Content starts

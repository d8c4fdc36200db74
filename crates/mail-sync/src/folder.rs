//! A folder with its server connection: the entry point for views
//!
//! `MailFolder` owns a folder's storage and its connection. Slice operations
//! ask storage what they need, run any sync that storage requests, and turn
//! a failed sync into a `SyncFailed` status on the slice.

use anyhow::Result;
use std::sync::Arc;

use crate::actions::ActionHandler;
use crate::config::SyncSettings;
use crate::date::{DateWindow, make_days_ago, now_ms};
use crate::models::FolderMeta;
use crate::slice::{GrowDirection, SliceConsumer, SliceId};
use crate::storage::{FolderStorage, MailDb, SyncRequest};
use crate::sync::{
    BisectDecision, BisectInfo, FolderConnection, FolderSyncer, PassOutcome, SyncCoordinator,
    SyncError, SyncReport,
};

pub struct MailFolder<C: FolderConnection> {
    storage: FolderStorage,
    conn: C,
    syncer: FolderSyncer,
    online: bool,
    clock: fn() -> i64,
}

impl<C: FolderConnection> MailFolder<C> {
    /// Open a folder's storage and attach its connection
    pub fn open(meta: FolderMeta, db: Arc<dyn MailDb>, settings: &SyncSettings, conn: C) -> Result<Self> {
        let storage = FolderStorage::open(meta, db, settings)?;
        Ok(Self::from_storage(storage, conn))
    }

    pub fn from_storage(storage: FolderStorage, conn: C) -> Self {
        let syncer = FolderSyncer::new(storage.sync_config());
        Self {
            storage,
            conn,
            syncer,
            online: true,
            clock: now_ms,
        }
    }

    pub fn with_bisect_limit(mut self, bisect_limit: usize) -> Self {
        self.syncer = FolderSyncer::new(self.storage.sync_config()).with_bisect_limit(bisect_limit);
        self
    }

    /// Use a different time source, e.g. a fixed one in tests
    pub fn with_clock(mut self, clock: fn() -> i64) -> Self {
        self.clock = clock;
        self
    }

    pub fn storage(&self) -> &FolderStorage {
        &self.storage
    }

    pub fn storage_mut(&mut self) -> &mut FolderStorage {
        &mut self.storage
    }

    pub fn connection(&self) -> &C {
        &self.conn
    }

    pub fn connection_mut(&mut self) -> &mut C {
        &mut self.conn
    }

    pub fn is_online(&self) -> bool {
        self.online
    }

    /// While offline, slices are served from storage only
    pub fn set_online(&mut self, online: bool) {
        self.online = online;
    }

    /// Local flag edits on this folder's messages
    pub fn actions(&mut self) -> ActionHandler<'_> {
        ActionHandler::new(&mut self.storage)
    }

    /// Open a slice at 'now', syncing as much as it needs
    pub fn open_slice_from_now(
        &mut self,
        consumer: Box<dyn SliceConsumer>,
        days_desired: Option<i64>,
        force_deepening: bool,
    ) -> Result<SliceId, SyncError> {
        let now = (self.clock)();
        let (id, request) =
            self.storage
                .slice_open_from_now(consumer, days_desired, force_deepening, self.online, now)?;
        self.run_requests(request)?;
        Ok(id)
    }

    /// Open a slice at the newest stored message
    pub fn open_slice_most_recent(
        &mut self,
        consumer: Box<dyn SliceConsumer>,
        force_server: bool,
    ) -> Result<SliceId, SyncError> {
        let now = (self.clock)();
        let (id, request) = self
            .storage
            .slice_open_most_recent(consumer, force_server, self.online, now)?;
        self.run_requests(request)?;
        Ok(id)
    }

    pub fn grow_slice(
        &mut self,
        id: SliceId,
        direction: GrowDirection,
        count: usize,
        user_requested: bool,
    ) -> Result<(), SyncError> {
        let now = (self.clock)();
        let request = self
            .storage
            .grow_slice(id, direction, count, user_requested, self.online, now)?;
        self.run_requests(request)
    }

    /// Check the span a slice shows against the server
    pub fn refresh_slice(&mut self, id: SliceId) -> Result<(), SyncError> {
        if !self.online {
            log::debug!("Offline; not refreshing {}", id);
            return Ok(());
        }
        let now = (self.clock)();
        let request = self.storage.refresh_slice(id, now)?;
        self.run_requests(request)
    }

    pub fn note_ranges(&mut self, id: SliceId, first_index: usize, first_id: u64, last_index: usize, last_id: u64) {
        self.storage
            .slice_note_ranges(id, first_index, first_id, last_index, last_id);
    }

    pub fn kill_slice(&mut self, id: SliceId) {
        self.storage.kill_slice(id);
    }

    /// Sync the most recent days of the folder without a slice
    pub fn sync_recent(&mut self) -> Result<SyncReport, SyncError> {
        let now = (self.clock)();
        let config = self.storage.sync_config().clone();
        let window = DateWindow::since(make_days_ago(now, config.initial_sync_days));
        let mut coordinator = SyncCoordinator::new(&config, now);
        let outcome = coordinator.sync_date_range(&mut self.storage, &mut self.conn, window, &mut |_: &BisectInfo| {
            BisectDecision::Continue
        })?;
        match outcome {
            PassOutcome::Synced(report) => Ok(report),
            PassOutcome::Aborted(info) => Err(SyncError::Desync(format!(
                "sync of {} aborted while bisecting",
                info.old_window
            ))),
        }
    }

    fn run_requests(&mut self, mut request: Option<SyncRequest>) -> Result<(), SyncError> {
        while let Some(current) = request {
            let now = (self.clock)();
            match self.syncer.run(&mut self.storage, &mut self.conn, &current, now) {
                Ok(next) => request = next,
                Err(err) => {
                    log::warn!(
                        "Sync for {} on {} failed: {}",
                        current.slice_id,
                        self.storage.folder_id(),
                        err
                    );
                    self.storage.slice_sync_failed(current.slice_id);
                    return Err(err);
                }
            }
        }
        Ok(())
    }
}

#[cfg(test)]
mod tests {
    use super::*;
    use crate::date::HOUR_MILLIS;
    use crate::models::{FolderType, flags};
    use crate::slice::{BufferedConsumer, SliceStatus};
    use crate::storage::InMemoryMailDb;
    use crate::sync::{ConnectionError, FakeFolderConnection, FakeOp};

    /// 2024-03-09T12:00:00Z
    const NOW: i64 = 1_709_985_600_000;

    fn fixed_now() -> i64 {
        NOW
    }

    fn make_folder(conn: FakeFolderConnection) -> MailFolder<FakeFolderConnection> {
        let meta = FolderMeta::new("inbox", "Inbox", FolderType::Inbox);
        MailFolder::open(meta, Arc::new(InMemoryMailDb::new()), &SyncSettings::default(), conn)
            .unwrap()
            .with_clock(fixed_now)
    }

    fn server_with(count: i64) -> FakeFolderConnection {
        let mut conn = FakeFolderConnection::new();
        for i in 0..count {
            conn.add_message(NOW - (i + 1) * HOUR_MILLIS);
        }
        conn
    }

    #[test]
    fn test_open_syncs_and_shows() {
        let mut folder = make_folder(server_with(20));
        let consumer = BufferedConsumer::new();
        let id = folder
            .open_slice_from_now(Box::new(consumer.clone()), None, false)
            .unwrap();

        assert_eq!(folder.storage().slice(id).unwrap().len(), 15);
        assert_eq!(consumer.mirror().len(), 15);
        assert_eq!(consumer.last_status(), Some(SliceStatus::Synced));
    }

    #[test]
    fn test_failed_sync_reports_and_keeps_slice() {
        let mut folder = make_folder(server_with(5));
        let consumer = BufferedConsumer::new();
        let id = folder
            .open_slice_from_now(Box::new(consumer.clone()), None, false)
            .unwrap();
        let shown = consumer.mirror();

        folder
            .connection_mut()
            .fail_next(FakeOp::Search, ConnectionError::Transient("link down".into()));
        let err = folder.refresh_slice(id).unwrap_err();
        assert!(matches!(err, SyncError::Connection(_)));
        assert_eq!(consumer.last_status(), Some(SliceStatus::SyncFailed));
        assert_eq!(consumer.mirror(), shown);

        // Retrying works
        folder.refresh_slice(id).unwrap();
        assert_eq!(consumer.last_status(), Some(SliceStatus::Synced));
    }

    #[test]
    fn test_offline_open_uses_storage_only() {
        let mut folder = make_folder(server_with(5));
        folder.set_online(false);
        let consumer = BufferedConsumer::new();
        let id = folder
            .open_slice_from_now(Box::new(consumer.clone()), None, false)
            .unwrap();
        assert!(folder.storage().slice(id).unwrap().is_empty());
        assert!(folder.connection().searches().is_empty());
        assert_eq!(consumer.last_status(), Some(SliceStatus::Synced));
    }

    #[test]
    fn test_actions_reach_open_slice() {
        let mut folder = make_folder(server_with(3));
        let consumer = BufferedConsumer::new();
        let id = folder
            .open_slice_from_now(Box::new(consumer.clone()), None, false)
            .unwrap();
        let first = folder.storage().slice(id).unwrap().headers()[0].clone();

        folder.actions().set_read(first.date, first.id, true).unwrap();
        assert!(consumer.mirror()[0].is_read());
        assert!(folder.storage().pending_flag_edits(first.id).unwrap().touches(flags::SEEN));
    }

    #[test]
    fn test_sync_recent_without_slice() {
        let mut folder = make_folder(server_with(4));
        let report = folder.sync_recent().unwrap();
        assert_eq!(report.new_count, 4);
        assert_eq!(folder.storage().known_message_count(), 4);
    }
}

Content ends

*WHAT TO PRODUCE*. Beginning with the first line of the entries, repeat each line exactly until you have reproduced the one containing "use crate::models::FolderMeta;", and add nothing further.

*WRITTEN ANSWER*.
repository d8c4fdc36200db74
filename crates/mail-sync/src/folder.rs
//! A folder with its server connection: the entry point for views
//!
//! `MailFolder` owns a folder's storage and its connection. Slice operations
//! ask storage what they need, run any sync that storage requests, and turn
//! a failed sync into a `SyncFailed` status on the slice.

use anyhow::Result;
use std::sync::Arc;

use crate::actions::ActionHandler;
use crate::config::SyncSettings;
use crate::date::{DateWindow, make_days_ago, now_ms};
use crate::models::FolderMeta;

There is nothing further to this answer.